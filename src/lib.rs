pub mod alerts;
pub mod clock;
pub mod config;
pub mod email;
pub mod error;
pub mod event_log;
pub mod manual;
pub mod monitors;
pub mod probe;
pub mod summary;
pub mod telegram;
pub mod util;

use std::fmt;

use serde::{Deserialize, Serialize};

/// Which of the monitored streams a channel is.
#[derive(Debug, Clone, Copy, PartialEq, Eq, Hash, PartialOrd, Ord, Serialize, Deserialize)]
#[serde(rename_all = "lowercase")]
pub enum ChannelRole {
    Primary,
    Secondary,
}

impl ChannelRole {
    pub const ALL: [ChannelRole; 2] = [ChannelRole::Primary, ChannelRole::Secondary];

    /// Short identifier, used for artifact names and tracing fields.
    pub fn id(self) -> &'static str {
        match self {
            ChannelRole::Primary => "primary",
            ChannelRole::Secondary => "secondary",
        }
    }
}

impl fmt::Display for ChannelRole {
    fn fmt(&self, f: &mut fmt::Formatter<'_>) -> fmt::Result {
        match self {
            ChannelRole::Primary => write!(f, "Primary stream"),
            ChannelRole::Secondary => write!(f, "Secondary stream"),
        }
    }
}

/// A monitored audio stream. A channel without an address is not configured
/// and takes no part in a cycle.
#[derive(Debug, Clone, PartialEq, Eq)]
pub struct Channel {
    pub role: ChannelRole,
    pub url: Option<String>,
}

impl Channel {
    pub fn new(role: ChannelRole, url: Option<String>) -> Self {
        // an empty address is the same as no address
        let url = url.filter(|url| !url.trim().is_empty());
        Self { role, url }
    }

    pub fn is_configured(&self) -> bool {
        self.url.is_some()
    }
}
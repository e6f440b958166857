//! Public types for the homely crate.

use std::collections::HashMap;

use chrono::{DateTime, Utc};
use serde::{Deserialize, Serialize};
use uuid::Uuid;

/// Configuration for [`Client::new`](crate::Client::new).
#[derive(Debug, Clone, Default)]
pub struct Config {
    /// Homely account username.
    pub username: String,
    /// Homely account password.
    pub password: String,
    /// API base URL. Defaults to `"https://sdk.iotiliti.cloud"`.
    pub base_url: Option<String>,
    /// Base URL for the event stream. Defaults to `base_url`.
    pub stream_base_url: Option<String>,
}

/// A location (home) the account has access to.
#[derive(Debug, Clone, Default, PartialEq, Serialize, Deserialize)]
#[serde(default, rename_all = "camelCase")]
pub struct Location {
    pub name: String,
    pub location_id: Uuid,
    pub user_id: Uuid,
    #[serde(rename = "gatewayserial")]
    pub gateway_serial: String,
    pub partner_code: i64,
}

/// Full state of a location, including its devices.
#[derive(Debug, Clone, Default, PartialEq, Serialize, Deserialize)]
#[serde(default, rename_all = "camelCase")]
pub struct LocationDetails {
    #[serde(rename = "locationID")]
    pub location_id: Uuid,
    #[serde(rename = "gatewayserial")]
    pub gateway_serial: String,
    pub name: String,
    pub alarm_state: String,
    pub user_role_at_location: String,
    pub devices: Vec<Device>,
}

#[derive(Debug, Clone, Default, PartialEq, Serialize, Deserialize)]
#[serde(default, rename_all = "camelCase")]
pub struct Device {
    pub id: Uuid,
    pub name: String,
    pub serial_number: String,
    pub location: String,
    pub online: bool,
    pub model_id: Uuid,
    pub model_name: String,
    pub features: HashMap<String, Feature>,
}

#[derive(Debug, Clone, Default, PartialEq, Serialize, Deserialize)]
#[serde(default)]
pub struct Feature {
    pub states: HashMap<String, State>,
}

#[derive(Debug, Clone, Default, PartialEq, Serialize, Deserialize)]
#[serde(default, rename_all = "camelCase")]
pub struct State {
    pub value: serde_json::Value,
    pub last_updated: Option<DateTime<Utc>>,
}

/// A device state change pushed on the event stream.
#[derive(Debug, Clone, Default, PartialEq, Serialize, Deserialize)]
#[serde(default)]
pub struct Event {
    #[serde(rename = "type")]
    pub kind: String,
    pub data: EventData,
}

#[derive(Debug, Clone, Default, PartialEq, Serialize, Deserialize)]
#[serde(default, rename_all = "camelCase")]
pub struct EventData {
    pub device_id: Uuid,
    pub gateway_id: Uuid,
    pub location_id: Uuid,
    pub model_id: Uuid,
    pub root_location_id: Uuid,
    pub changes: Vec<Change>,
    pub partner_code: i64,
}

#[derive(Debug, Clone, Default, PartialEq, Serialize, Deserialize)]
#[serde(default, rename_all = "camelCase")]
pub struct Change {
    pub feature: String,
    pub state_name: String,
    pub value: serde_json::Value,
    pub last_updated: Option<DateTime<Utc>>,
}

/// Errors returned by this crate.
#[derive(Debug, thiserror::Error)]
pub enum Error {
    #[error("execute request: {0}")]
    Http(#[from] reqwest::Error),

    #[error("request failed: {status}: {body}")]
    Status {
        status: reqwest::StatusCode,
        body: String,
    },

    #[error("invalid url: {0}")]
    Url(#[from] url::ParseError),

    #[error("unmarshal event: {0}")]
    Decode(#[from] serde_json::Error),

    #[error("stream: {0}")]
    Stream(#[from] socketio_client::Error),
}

**********

__TASK GOAL__: Repeat the material above in full. Match it exactly.

__RESULT OF THE EXERCISE__:
filename src/lib.rs
pub mod alerts;
pub mod clock;
pub mod config;
pub mod email;
pub mod error;
pub mod event_log;
pub mod manual;
pub mod monitors;
pub mod probe;
pub mod summary;
pub mod telegram;
pub mod util;

use std::fmt;

use serde::{Deserialize, Serialize};

/// Which of the monitored streams a channel is.
#[derive(Debug, Clone, Copy, PartialEq, Eq, Hash, PartialOrd, Ord, Serialize, Deserialize)]
#[serde(rename_all = "lowercase")]
pub enum ChannelRole {
    Primary,
    Secondary,
}

impl ChannelRole {
    pub const ALL: [ChannelRole; 2] = [ChannelRole::Primary, ChannelRole::Secondary];

    /// Short identifier, used for artifact names and tracing fields.
    pub fn id(self) -> &'static str {
        match self {
            ChannelRole::Primary => "primary",
            ChannelRole::Secondary => "secondary",
        }
    }
}

impl fmt::Display for ChannelRole {
    fn fmt(&self, f: &mut fmt::Formatter<'_>) -> fmt::Result {
        match self {
            ChannelRole::Primary => write!(f, "Primary stream"),
            ChannelRole::Secondary => write!(f, "Secondary stream"),
        }
    }
}

/// A monitored audio stream. A channel without an address is not configured
/// and takes no part in a cycle.
#[derive(Debug, Clone, PartialEq, Eq)]
pub struct Channel {
    pub role: ChannelRole,
    pub url: Option<String>,
}

impl Channel {
    pub fn new(role: ChannelRole, url: Option<String>) -> Self {
        // an empty address is the same as no address
        let url = url.filter(|url| !url.trim().is_empty());
        Self { role, url }
    }

    pub fn is_configured(&self) -> bool {
        self.url.is_some()
    }
}
repository e6f440b958166857
//! Public types for the homely crate.

use std::collections::HashMap;

use chrono::{DateTime, Utc};
use serde::{Deserialize, Serialize};
use uuid::Uuid;

/// Configuration for [`Client::new`](crate::Client::new).
#[derive(Debug, Clone, Default)]
pub struct Config {
    /// Homely account username.
    pub username: String,
    /// Homely account password.
    pub password: String,
    /// API base URL. Defaults to `"https://sdk.iotiliti.cloud"`.
    pub base_url: Option<String>,
    /// Base URL for the event stream. Defaults to `base_url`.
    pub stream_base_url: Option<String>,
}

/// A location (home) the account has access to.
#[derive(Debug, Clone, Default, PartialEq, Serialize, Deserialize)]
#[serde(default, rename_all = "camelCase")]
pub struct Location {
    pub name: String,
    pub location_id: Uuid,
    pub user_id: Uuid,
    #[serde(rename = "gatewayserial")]
    pub gateway_serial: String,
    pub partner_code: i64,
}

/// Full state of a location, including its devices.
#[derive(Debug, Clone, Default, PartialEq, Serialize, Deserialize)]
#[serde(default, rename_all = "camelCase")]
pub struct LocationDetails {
    #[serde(rename = "locationID")]
    pub location_id: Uuid,
    #[serde(rename = "gatewayserial")]
    pub gateway_serial: String,
    pub name: String,
    pub alarm_state: String,
    pub user_role_at_location: String,
    pub devices: Vec<Device>,
}

#[derive(Debug, Clone, Default, PartialEq, Serialize, Deserialize)]
#[serde(default, rename_all = "camelCase")]
pub struct Device {
    pub id: Uuid,
    pub name: String,
    pub serial_number: String,
    pub location: String,
    pub online: bool,
    pub model_id: Uuid,
    pub model_name: String,
    pub features: HashMap<String, Feature>,
}

#[derive(Debug, Clone, Default, PartialEq, Serialize, Deserialize)]
#[serde(default)]
pub struct Feature {
    pub states: HashMap<String, State>,
}

#[derive(Debug, Clone, Default, PartialEq, Serialize, Deserialize)]
#[serde(default, rename_all = "camelCase")]
pub struct State {
    pub value: serde_json::Value,
    pub last_updated: Option<DateTime<Utc>>,
}

/// A device state change pushed on the event stream.
#[derive(Debug, Clone, Default, PartialEq, Serialize, Deserialize)]
#[serde(default)]
pub struct Event {
    #[serde(rename = "type")]
    pub kind: String,
    pub data: EventData,
}

#[derive(Debug, Clone, Default, PartialEq, Serialize, Deserialize)]
#[serde(default, rename_all = "camelCase")]
pub struct EventData {
    pub device_id: Uuid,
    pub gateway_id: Uuid,
    pub location_id: Uuid,
    pub model_id: Uuid,
    pub root_location_id: Uuid,
    pub changes: Vec<Change>,
    pub partner_code: i64,
}

#[derive(Debug, Clone, Default, PartialEq, Serialize, Deserialize)]
#[serde(default, rename_all = "camelCase")]
pub struct Change {
    pub feature: String,
    pub state_name: String,
    pub value: serde_json::Value,
    pub last_updated: Option<DateTime<Utc>>,
}

/// Errors returned by this crate.
#[derive(Debug, thiserror::Error)]
pub enum Error {
    #[error("execute request: {0}")]
    Http(#[from] reqwest::Error),

    #[error("request failed: {status}: {body}")]
    Status {
        status: reqwest::StatusCode,
        body: String,
    },

    #[error("invalid url: {0}")]
    Url(#[from] url::ParseError),

    #[error("unmarshal event: {0}")]
    Decode(#[from] serde_json::Error),

    #[error("stream: {0}")]
    Stream(#[from] socketio_client::Error),
}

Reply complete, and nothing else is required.